* _WORK INSTRUCTION_: Scan the data below and copy each line where "exists" occurs.
----------------------------------------
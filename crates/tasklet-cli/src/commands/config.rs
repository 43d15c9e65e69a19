use anyhow::{Context, Result};
use tasklet_core::{Config, SyncConfig};
use tracing::debug;

pub async fn run(init: bool) -> Result<()> {
    debug!("config command: init={}", init);
    let config_path = Config::config_path()?;

    if init {
        if config_path.exists() {
            println!("Config file already exists: {}", config_path.display());
        } else {
            Config::default().save()?;
            println!("\u{2713} Created: {}", config_path.display());
            println!("  Set `enabled = true` and `app_id` under [sync] to sign in to an account.");
        }
        return Ok(());
    }

    let config = Config::load().context("Failed to load configuration")?;

    println!("Config file: {}", config_path.display());
    if !config_path.exists() {
        println!("  (not created yet; run `tasklet config --init`)");
    }
    println!("Database:    {}", config.local_db_path()?.display());
    println!("Session:     {}", Config::session_path()?.display());
    println!("Log file:    {}", Config::log_path()?.display());
    println!();

    match config.sync_config() {
        Ok(SyncConfig::Disabled) => println!("Sync: disabled"),
        Ok(SyncConfig::Enabled {
            app_id,
            base_url,
            anonymous_auth_enabled,
        }) => {
            println!("Sync: enabled");
            println!("  App ID:         {}", app_id);
            println!("  Backend:        {}", base_url);
            println!(
                "  Anonymous auth: {}",
                if anonymous_auth_enabled { "on" } else { "off" }
            );
        }
        Err(e) => println!("Sync: misconfigured ({})", e),
    }

    println!();
    print!("{}", toml::to_string_pretty(&config).context("Failed to serialize config")?);

    Ok(())
}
----------------------------------------
* _TASK OUTPUT_:
        if config_path.exists() {
            println!("Config file already exists: {}", config_path.display());
    if !config_path.exists() {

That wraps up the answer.